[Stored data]

//! Play one match in process and print every round.
//!
//! ```bash
//! cargo run -p pet_battle --example simulate_match
//! ```

use pet_battle::battle::{
    ManualClock, MatchCoordinator, RequestContext, ResourceAmount, ResultRecorder, RoundState,
    TemplateCatalog,
};
use pet_battle::ledger::{Collaborators, Ledger, MemoryLedger};
use pet_battle::store::MemoryStore;
use std::error::Error;
use std::sync::Arc;

const CATALOG: &str = r#"{
    "pets": [101, 102, 103],
    "templates": [{
        "id": 1, "name": "Demo",
        "match_window_secs": 30, "total_rounds": 3,
        "round_durations": [10, 10, 10], "round_interval_secs": 2,
        "capacity": 4, "total_bonus": 600, "grid_count": 6, "bot_fill": true,
        "rewards": [{"kind": "item", "resource_id": 1, "quantity": 1}]
    }]
}"#;

#[tokio::main]
async fn main() -> Result<(), Box<dyn Error>> {
    let ledger = Arc::new(MemoryLedger::new());
    let collaborators = Collaborators::from_backend(ledger.clone());
    let (recorder, _task) = ResultRecorder::spawn(collaborators.results.clone());
    let clock = Arc::new(ManualClock::new(0));

    let coordinator = MatchCoordinator::new(
        Arc::new(TemplateCatalog::from_json(CATALOG)?),
        Arc::new(MemoryStore::new()),
        collaborators,
        recorder,
    )
    .with_clock(clock.clone());

    let player = RequestContext::generate(1);
    ledger
        .adjust_balance(1, ResourceAmount::pet(101, 1), "demo-grant")
        .await?;

    let joined = coordinator.match_battle(&player, 1, 101).await?;
    println!("Joined {} ({}/{})", joined.desk_id, joined.player_count, joined.capacity);

    clock.set(30);
    let view = coordinator.match_state(&player, &joined.desk_id).await?;
    println!("Window closed with {} seats taken", view.player_count);

    let mut now = 31;
    loop {
        clock.set(now);
        let result = coordinator.round_result(&player, &joined.desk_id).await?;
        match result.state {
            RoundState::Ongoing => {
                let cell = (1..=6)
                    .find(|cell| !result.eliminated.contains(cell))
                    .unwrap_or(1);
                if coordinator.bet(&player, &joined.desk_id, cell).await.is_ok() {
                    println!(
                        "t={now:>3} round {} bet cell {cell}, eliminated so far {:?}",
                        result.round, result.eliminated
                    );
                }
            }
            RoundState::Ended | RoundState::Settleable => {
                println!("t={now:>3} {} after round {}", result.state, result.round);
                break;
            }
            RoundState::NotStarted => {}
        }
        now += 4;
    }

    clock.set(now.max(70));
    let outcome = coordinator.settlement(&player, &joined.desk_id).await?;
    println!(
        "Settled: win={} bonus={} rewards={:?}",
        outcome.win, outcome.bonus, outcome.rewards
    );
    Ok(())
}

#### What you will do
Write out every record exactly as it appears above.

#### Response to the task
//! Play one match in process and print every round.
//!
//! ```bash
//! cargo run -p pet_battle --example simulate_match
//! ```

use pet_battle::battle::{
    ManualClock, MatchCoordinator, RequestContext, ResourceAmount, ResultRecorder, RoundState,
    TemplateCatalog,
};
use pet_battle::ledger::{Collaborators, Ledger, MemoryLedger};
use pet_battle::store::MemoryStore;
use std::error::Error;
use std::sync::Arc;

const CATALOG: &str = r#"{
    "pets": [101, 102, 103],
    "templates": [{
        "id": 1, "name": "Demo",
        "match_window_secs": 30, "total_rounds": 3,
        "round_durations": [10, 10, 10], "round_interval_secs": 2,
        "capacity": 4, "total_bonus": 600, "grid_count": 6, "bot_fill": true,
        "rewards": [{"kind": "item", "resource_id": 1, "quantity": 1}]
    }]
}"#;

#[tokio::main]
async fn main() -> Result<(), Box<dyn Error>> {
    let ledger = Arc::new(MemoryLedger::new());
    let collaborators = Collaborators::from_backend(ledger.clone());
    let (recorder, _task) = ResultRecorder::spawn(collaborators.results.clone());
    let clock = Arc::new(ManualClock::new(0));

    let coordinator = MatchCoordinator::new(
        Arc::new(TemplateCatalog::from_json(CATALOG)?),
        Arc::new(MemoryStore::new()),
        collaborators,
        recorder,
    )
    .with_clock(clock.clone());

    let player = RequestContext::generate(1);
    ledger
        .adjust_balance(1, ResourceAmount::pet(101, 1), "demo-grant")
        .await?;

    let joined = coordinator.match_battle(&player, 1, 101).await?;
    println!("Joined {} ({}/{})", joined.desk_id, joined.player_count, joined.capacity);

    clock.set(30);
    let view = coordinator.match_state(&player, &joined.desk_id).await?;
    println!("Window closed with {} seats taken", view.player_count);

    let mut now = 31;
    loop {
        clock.set(now);
        let result = coordinator.round_result(&player, &joined.desk_id).await?;
        match result.state {
            RoundState::Ongoing => {
                let cell = (1..=6)
                    .find(|cell| !result.eliminated.contains(cell))
                    .unwrap_or(1);
                if coordinator.bet(&player, &joined.desk_id, cell).await.is_ok() {
                    println!(
                        "t={now:>3} round {} bet cell {cell}, eliminated so far {:?}",
                        result.round, result.eliminated
                    );
                }
            }
            RoundState::Ended | RoundState::Settleable => {
                println!("t={now:>3} {} after round {}", result.state, result.round);
                break;
            }
            RoundState::NotStarted => {}
        }
        now += 4;
    }

    clock.set(now.max(70));
    let outcome = coordinator.settlement(&player, &joined.desk_id).await?;
    println!(
        "Settled: win={} bonus={} rewards={:?}",
        outcome.win, outcome.bonus, outcome.rewards
    );
    Ok(())
}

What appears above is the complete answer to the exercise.